▶ RECORDED INFORMATION:
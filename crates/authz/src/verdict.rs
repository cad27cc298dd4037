//! Engine verdicts.

use serde::{Deserialize, Serialize};

/// Raw integer verdict codes, for engines bridging the legacy wire contract.
pub mod codes {
    pub const PERMIT: i32 = 1;
    pub const NOT_APPLICABLE: i32 = 0;
    pub const DENY: i32 = -1;
}

/// Outcome of one engine evaluation.
///
/// Only [`Verdict::Permit`] grants access; every other code the engine can
/// produce (deny, not-applicable, vendor extensions) folds into
/// [`Verdict::NonPermit`] and is treated identically by the decision layer.
/// There is no partial permit.
#[derive(Debug, Copy, Clone, PartialEq, Eq, Serialize, Deserialize)]
pub enum Verdict {
    Permit,
    NonPermit(i32),
}

impl Verdict {
    /// Map a raw engine code to a verdict. Anything but `codes::PERMIT`
    /// is non-permit.
    pub fn from_code(code: i32) -> Self {
        if code == codes::PERMIT {
            Verdict::Permit
        } else {
            Verdict::NonPermit(code)
        }
    }

    /// A plain denial.
    pub fn deny() -> Self {
        Verdict::NonPermit(codes::DENY)
    }

    pub fn code(&self) -> i32 {
        match self {
            Verdict::Permit => codes::PERMIT,
            Verdict::NonPermit(code) => *code,
        }
    }

    pub fn is_permit(&self) -> bool {
        matches!(self, Verdict::Permit)
    }
}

▶ PROBLEM DESCRIPTION: From the data above, copy every line where "Serialize" appears.

▶ ANSWER SECTION:
use serde::{Deserialize, Serialize};
#[derive(Debug, Copy, Clone, PartialEq, Eq, Serialize, Deserialize)]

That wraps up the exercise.